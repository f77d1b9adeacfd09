use chrono::{DateTime, Datelike, Local, Timelike};
use regex::Captures;
use std::fmt;

/// Six calendar components as they were found in a filename, a metadata
/// field or the file system. Values are not range checked: a malformed
/// filename carrying day `99` is formatted as-is.
#[derive(Debug, Clone, Copy, PartialEq, Eq)]
pub struct Timestamp {
    pub year: i32,
    pub month: u32,
    pub day: u32,
    pub hour: u32,
    pub minute: u32,
    pub second: u32,
}

impl Timestamp {
    pub fn new(year: i32, month: u32, day: u32, hour: u32, minute: u32, second: u32) -> Self {
        Self {
            year,
            month,
            day,
            hour,
            minute,
            second,
        }
    }

    /// Builds a timestamp from the first six capture groups of `caps`.
    /// Every group must be a 2 or 4 digit decimal substring.
    pub fn from_captures(caps: &Captures<'_>) -> Option<Self> {
        let mut values = [0u32; 6];
        for (index, value) in values.iter_mut().enumerate() {
            *value = parse_component(caps.get(index + 1)?.as_str())?;
        }
        let [year, month, day, hour, minute, second] = values;
        Some(Self::new(
            i32::try_from(year).ok()?,
            month,
            day,
            hour,
            minute,
            second,
        ))
    }

    pub fn from_local(date: &DateTime<Local>) -> Self {
        Self::new(
            date.year(),
            date.month(),
            date.day(),
            date.hour(),
            date.minute(),
            date.second(),
        )
    }
}

impl fmt::Display for Timestamp {
    fn fmt(&self, f: &mut fmt::Formatter<'_>) -> fmt::Result {
        write!(
            f,
            "{:04}-{:02}-{:02} {:02}:{:02}:{:02}",
            self.year, self.month, self.day, self.hour, self.minute, self.second
        )
    }
}

fn parse_component(raw: &str) -> Option<u32> {
    if !matches!(raw.len(), 2 | 4) || !raw.bytes().all(|b| b.is_ascii_digit()) {
        return None;
    }
    raw.parse().ok()
}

What you should do:
Which lines of the listing above hold the word "Local"? Copy each of them.

Task solution:
use chrono::{DateTime, Datelike, Local, Timelike};
    pub fn from_local(date: &DateTime<Local>) -> Self {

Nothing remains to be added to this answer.